## Problem
Copy out the lines below that hold the word "from".

═════ Information provided

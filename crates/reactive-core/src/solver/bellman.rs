//! Bellman optimality operator over a dense `Model`.
//!
//! `(BV)(s) = max_a [ R(s, a) + gamma * sum_s' P(s' | a) V(s') ]`

use crate::solver::{
    error::SolveError,
    ids::{ActionId, StateId},
    model::Model,
};

/// One-step lookahead value of `(s, a)` under `values`.
pub fn q_value(
    model: &Model,
    values: &[f64],
    gamma: f64,
    state: StateId,
    action: ActionId,
) -> Option<f64> {
    if values.len() != model.state_count() {
        return None;
    }
    let reward = model.reward(state, action)?;
    let successors = model.successors(state, action)?;
    Some(reward + gamma * successors.expectation(values))
}

/// Apply the Bellman operator to a single state.
/// Returns the best q value and the first action that attains it.
pub fn backup(
    model: &Model,
    values: &[f64],
    gamma: f64,
    state: StateId,
) -> Result<(f64, ActionId), SolveError> {
    check_len(model, values)?;
    backup_unchecked(model, values, gamma, state)
}

/// Sup-norm distance `max_s |V(s) - (BV)(s)|`.
pub fn bellman_residual(model: &Model, values: &[f64], gamma: f64) -> Result<f64, SolveError> {
    check_len(model, values)?;
    let mut residual = 0.0_f64;
    for state in model.states() {
        let (best, _) = backup_unchecked(model, values, gamma, state)?;
        residual = residual.max((values[state.index()] - best).abs());
    }
    Ok(residual)
}

/// Greedy policy with respect to `values`, one action per state.
pub fn greedy_policy(
    model: &Model,
    values: &[f64],
    gamma: f64,
) -> Result<Vec<ActionId>, SolveError> {
    check_len(model, values)?;
    model
        .states()
        .map(|state| backup_unchecked(model, values, gamma, state).map(|(_, action)| action))
        .collect()
}

pub(crate) fn backup_unchecked(
    model: &Model,
    values: &[f64],
    gamma: f64,
    state: StateId,
) -> Result<(f64, ActionId), SolveError> {
    let mut best: Option<(f64, ActionId)> = None;

    for (a, action) in model.actions_of(state).iter().enumerate() {
        let action_id = ActionId::from(a);
        let expected = model
            .distribution_unchecked(action.successors)
            .expectation(values);
        let q = action.reward + gamma * expected;
        if !q.is_finite() {
            return Err(SolveError::NonFiniteValue {
                state,
                action: action_id,
            });
        }

        // Strict comparison keeps the first action on ties.
        best = match best {
            Some((best_q, best_action)) if best_q >= q => Some((best_q, best_action)),
            _ => Some((q, action_id)),
        };
    }

    best.ok_or(SolveError::EmptyActionSet { state })
}

pub(crate) fn check_len(model: &Model, values: &[f64]) -> Result<(), SolveError> {
    if values.len() != model.state_count() {
        return Err(SolveError::ValuesLength {
            expected: model.state_count(),
            got: values.len(),
        });
    }
    Ok(())
}
use std::collections::BTreeMap;
use std::fmt::Display;
use std::hash::Hash;

use reactive_core::{
    ActionId, ConvergenceWarning, DistributionId, Model, ModelBuilder, Solution, SolverConfig,
    StateId, ValueIteration, q_value,
};
use tracing::info;

use crate::{
    DispatchError, PlannerError,
    domain::{Fleet, PlannedAction, TaskDistribution, Topology},
    interner::CityInterner,
    kernel::TransitionKernel,
    reward::{RewardTable, mean_cost_per_km},
    snapshot::{PolicyEntry, PolicySnapshot},
    state_space::{PlanAction, State, StateSpace},
};

/// Offline planner: state space, kernel, rewards and the solved `(V*, pi*)`.
///
/// Everything is built once in [`ReactivePlanner::setup`] and never mutated afterwards, so a
/// planner can be shared freely between threads.
#[derive(Debug, Clone)]
pub struct ReactivePlanner<C>
where
    C: Clone + Eq + Hash,
{
    cities: CityInterner<C>,
    space: StateSpace,
    kernel: TransitionKernel,
    rewards: RewardTable,
    model: Model,
    solution: Solution,
}

impl<C> ReactivePlanner<C>
where
    C: Clone + Eq + Ord + Hash + Display,
{
    /// Build the MDP from the adapters and solve it by value iteration.
    pub fn setup<T, D, F>(
        topology: &T,
        tasks: &D,
        fleet: &F,
        config: &SolverConfig,
    ) -> Result<Self, PlannerError>
    where
        T: Topology<City = C>,
        D: TaskDistribution<C>,
        F: Fleet,
    {
        config.validate()?;
        let cost_per_km = mean_cost_per_km(fleet)?;

        let mut cities = CityInterner::new();
        for city in topology.cities() {
            if cities.key_of(&city).is_some() {
                return Err(PlannerError::DuplicateCity {
                    city: city.to_string(),
                });
            }
            cities.intern(city);
        }
        if cities.is_empty() {
            return Err(PlannerError::EmptyTopology);
        }

        let mut neighbors = Vec::with_capacity(cities.len());
        for (_, city) in cities.iter() {
            let mut keys = Vec::new();
            for neighbor in topology.neighbors(city) {
                let key = cities.key_of(&neighbor).ok_or_else(|| {
                    PlannerError::UnknownNeighbor {
                        city: city.to_string(),
                        neighbor: neighbor.to_string(),
                    }
                })?;
                keys.push(key);
            }
            // (city, none) would have no admissible action.
            if keys.is_empty() {
                return Err(PlannerError::NoAdmissibleActions {
                    city: city.to_string(),
                });
            }
            neighbors.push(keys);
        }

        let space = StateSpace::enumerate(&neighbors);
        let kernel = TransitionKernel::build(&cities, &space, tasks)?;
        let rewards = RewardTable::build(topology, tasks, &cities, &space, cost_per_km)?;
        let model = build_model(&space, &kernel, &rewards)?;
        info!(
            cities = cities.len(),
            states = space.len(),
            actions = space.action_count(),
            cost_per_km,
            "reactive state space enumerated"
        );

        let solution = ValueIteration::new(&model, config)?.run()?;
        // The solver itself warns when max-iterations cuts it short.
        if solution.convergence_warning().is_none() {
            let metrics = solution.metrics();
            info!(
                iterations = metrics.iterations,
                delta = metrics.final_delta,
                discount_factor = config.discount_factor,
                "reactive policy solved"
            );
        }

        Ok(ReactivePlanner {
            cities,
            space,
            kernel,
            rewards,
            model,
            solution,
        })
    }

    /// Expected discounted profit `V*(city, destination)`.
    pub fn value(&self, city: &C, destination: Option<&C>) -> Result<f64, DispatchError> {
        let id = self.state_id(city, destination)?;
        self.solution
            .value(id)
            .ok_or_else(|| incomplete(city, destination))
    }

    /// `pi*(city, destination)` resolved to host cities.
    pub fn planned_action(
        &self,
        city: &C,
        destination: Option<&C>,
    ) -> Result<PlannedAction<C>, DispatchError> {
        let id = self.state_id(city, destination)?;
        self.policy_action(id)
            .and_then(|action| self.resolve(action))
            .ok_or_else(|| incomplete(city, destination))
    }

    /// One-step lookahead values of every admissible action under `V*`, in enumeration order.
    pub fn q_values(
        &self,
        city: &C,
        destination: Option<&C>,
    ) -> Result<Vec<(PlannedAction<C>, f64)>, DispatchError> {
        let id = self.state_id(city, destination)?;
        let gamma = self.solution.discount_factor();
        self.space
            .possible_actions(id)
            .iter()
            .enumerate()
            .map(|(a, action)| {
                let q = q_value(
                    &self.model,
                    self.solution.values(),
                    gamma,
                    id,
                    ActionId::from(a),
                );
                match (self.resolve(*action), q) {
                    (Some(planned), Some(q)) => Ok((planned, q)),
                    _ => Err(incomplete(city, destination)),
                }
            })
            .collect()
    }

    /// Value of standing in a city before the offer is drawn: `sum_d prob(c, d) * V*(c, d)`.
    pub fn city_values(&self) -> BTreeMap<C, f64> {
        self.kernel
            .landings()
            .filter_map(|(key, entries)| {
                let city = self.cities.get(key)?.clone();
                let value = entries
                    .iter()
                    .map(|(id, p)| p * self.solution.value(*id).unwrap_or(0.0))
                    .sum();
                Some((city, value))
            })
            .collect()
    }

    /// Present when value iteration stopped on `max-iterations`.
    pub fn convergence_warning(&self) -> Option<ConvergenceWarning> {
        self.solution.convergence_warning()
    }

    /// Serializable policy table keyed by city names.
    pub fn snapshot(&self) -> PolicySnapshot {
        let core = self.solution.snapshot();
        let states = core
            .states
            .iter()
            .filter_map(|entry| {
                let state = self.space.state(StateId::from(entry.state))?;
                let action = self.policy_action(StateId::from(entry.state))?;
                Some(PolicyEntry {
                    city: self.cities.get(state.city)?.to_string(),
                    destination: match state.destination {
                        Some(d) => Some(self.cities.get(d)?.to_string()),
                        None => None,
                    },
                    value: entry.value,
                    move_to: self.cities.get(action.move_to)?.to_string(),
                    delivering: action.delivering,
                })
            })
            .collect();

        PolicySnapshot {
            schema_version: core.schema_version,
            discount_factor: core.discount_factor,
            iterations: core.iterations,
            final_delta: core.final_delta,
            converged: core.converged,
            states,
        }
    }

    pub fn state_space(&self) -> &StateSpace {
        &self.space
    }

    pub fn kernel(&self) -> &TransitionKernel {
        &self.kernel
    }

    pub fn rewards(&self) -> &RewardTable {
        &self.rewards
    }

    pub fn model(&self) -> &Model {
        &self.model
    }

    pub fn solution(&self) -> &Solution {
        &self.solution
    }

    pub fn cities(&self) -> &CityInterner<C> {
        &self.cities
    }

    /// Reconstruct the enumerated state for `(city, destination)`.
    pub(crate) fn state_id(
        &self,
        city: &C,
        destination: Option<&C>,
    ) -> Result<StateId, DispatchError> {
        let state = self
            .state_of(city, destination)
            .ok_or_else(|| incomplete(city, destination))?;
        self.space
            .id_of(&state)
            .ok_or_else(|| incomplete(city, destination))
    }

    pub(crate) fn policy_action(&self, id: StateId) -> Option<PlanAction> {
        let action = self.solution.action(id)?;
        self.space.possible_actions(id).get(action.index()).copied()
    }

    pub(crate) fn resolve(&self, action: PlanAction) -> Option<PlannedAction<C>> {
        Some(PlannedAction {
            move_to: self.cities.get(action.move_to)?.clone(),
            delivering: action.delivering,
        })
    }

    fn state_of(&self, city: &C, destination: Option<&C>) -> Option<State> {
        let city = self.cities.key_of(city)?;
        let destination = match destination {
            Some(d) => Some(self.cities.key_of(d)?),
            None => None,
        };
        Some(State { city, destination })
    }
}

fn build_model(
    space: &StateSpace,
    kernel: &TransitionKernel,
    rewards: &RewardTable,
) -> Result<Model, PlannerError> {
    let mut builder = ModelBuilder::new();
    for _ in space.states() {
        builder.add_state();
    }

    // One shared distribution per landing city; move and delivery actions both point at it.
    let landing: Vec<DistributionId> = kernel
        .landings()
        .map(|(_, entries)| builder.add_distribution(entries.iter().copied()))
        .collect();

    for (s, state) in space.states().iter().enumerate() {
        let id = StateId::from(s);
        for action in space.possible_actions(id) {
            kernel.get_transition(action)?;
            let unknown = || PlannerError::UnknownCity {
                city: action.move_to.index(),
            };
            let successors = landing
                .get(action.move_to.index())
                .copied()
                .ok_or_else(unknown)?;
            let reward = rewards.reward(state, action).ok_or_else(unknown)?;
            builder.add_action(id, reward, successors)?;
        }
    }

    Ok(builder.build()?)
}

pub(crate) fn incomplete<C: Display>(city: &C, destination: Option<&C>) -> DispatchError {
    DispatchError::PolicyIncomplete {
        city: city.to_string(),
        destination: destination.map_or_else(|| "none".to_string(), |d| format!("'{d}'")),
    }
}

══════════

## Completed exercise
        let action_id = ActionId::from(a);
    /// Build the MDP from the adapters and solve it by value iteration.
                    ActionId::from(a),
                let state = self.space.state(StateId::from(entry.state))?;
                let action = self.policy_action(StateId::from(entry.state))?;
        let id = StateId::from(s);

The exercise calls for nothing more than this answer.